Stored data entries
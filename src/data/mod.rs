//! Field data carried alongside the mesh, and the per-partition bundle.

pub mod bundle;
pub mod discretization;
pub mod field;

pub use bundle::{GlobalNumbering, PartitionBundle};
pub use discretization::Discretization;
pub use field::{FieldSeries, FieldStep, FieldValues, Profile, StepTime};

■ **Task directions**: All of the data above must be retyped exactly.

■ **Solution to this problem**:
filename src/data/mod.rs
//! Field data carried alongside the mesh, and the per-partition bundle.

pub mod bundle;
pub mod discretization;
pub mod field;

pub use bundle::{GlobalNumbering, PartitionBundle};
pub use discretization::Discretization;
pub use field::{FieldSeries, FieldStep, FieldValues, Profile, StepTime};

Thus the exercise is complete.